Directions:
All lines in the material below that contain "microseconds" should be located and copied.

Entries provided:

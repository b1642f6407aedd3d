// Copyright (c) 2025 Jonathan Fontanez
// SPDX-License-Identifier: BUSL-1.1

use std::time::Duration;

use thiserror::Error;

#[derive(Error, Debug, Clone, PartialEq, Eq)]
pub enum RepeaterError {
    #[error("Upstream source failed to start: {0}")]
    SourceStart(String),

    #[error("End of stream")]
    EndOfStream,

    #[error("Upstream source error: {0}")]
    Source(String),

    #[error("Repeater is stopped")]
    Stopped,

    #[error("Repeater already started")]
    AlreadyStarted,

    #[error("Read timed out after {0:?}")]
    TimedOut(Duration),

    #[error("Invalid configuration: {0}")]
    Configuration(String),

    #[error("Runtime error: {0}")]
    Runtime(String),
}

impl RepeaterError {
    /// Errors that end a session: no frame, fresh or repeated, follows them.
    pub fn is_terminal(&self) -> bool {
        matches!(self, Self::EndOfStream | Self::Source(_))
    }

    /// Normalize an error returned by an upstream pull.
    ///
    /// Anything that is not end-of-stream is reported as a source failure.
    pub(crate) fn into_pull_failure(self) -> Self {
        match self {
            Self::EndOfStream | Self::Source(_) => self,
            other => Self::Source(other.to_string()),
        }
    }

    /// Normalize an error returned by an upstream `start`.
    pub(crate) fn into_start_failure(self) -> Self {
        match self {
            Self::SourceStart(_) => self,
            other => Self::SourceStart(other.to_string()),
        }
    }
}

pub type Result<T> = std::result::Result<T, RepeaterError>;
--
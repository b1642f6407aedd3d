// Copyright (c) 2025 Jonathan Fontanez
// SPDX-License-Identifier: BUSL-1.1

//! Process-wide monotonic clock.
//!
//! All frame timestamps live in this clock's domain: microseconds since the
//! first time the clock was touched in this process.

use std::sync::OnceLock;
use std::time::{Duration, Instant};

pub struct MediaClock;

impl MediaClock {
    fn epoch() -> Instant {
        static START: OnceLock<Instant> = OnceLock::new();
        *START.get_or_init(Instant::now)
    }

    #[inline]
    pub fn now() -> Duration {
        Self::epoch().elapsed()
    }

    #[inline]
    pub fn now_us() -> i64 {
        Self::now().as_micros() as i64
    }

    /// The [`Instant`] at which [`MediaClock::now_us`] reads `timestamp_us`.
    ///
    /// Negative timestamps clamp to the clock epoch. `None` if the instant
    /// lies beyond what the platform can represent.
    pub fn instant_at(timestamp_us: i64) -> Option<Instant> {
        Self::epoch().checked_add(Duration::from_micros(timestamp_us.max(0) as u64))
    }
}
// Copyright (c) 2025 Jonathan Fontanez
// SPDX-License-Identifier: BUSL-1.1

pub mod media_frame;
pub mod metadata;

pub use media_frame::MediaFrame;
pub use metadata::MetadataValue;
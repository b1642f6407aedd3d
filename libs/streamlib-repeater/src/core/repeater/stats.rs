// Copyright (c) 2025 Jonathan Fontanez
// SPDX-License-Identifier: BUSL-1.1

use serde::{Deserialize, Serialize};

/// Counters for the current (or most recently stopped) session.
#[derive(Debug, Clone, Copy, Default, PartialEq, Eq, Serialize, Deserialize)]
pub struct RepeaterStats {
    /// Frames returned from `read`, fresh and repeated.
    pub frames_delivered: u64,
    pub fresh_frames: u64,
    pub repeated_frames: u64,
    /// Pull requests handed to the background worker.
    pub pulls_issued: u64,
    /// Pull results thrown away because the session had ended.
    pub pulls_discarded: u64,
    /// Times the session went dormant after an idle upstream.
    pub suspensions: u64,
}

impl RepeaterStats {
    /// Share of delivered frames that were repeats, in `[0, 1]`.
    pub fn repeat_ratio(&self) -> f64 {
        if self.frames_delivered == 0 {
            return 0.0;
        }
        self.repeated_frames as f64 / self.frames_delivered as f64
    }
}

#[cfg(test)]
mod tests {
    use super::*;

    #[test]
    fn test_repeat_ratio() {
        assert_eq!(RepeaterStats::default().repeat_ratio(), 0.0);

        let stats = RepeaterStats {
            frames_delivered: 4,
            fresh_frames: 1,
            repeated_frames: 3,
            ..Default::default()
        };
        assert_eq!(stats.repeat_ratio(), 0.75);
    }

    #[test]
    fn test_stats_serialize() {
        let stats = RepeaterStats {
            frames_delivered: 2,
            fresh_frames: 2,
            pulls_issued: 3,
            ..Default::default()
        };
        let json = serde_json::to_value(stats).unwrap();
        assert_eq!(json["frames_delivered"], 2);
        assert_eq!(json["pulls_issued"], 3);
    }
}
---
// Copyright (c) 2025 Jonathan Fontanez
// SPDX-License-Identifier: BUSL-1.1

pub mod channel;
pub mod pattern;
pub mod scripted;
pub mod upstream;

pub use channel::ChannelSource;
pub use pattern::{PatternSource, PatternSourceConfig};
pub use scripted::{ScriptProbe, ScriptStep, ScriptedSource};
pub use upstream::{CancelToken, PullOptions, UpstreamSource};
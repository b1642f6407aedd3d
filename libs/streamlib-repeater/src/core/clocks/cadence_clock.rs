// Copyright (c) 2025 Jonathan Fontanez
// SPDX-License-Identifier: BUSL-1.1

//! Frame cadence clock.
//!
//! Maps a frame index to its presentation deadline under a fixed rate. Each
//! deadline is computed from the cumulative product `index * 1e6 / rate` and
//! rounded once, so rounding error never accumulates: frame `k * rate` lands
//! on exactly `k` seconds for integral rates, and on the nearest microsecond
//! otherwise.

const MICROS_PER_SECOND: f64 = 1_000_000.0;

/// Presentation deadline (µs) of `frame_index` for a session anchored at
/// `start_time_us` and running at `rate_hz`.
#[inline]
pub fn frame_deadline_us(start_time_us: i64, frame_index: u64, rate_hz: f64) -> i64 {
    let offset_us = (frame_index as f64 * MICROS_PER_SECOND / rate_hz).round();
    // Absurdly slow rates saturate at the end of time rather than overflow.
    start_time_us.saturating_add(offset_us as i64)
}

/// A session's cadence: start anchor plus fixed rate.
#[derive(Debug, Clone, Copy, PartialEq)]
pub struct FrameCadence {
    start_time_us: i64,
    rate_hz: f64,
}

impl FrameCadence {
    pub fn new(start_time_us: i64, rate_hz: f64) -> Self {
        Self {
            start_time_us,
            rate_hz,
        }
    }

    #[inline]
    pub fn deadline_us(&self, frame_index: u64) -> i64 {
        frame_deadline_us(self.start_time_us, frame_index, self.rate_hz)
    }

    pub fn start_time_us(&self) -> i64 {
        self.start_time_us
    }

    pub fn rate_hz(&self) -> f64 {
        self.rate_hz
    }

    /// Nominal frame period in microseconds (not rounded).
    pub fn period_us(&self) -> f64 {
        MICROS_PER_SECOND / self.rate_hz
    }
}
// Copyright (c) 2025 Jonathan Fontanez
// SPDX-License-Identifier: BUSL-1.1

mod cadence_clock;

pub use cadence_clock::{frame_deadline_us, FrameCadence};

Written reply:
//! All frame timestamps live in this clock's domain: microseconds since the
    /// Nominal frame period in microseconds (not rounded).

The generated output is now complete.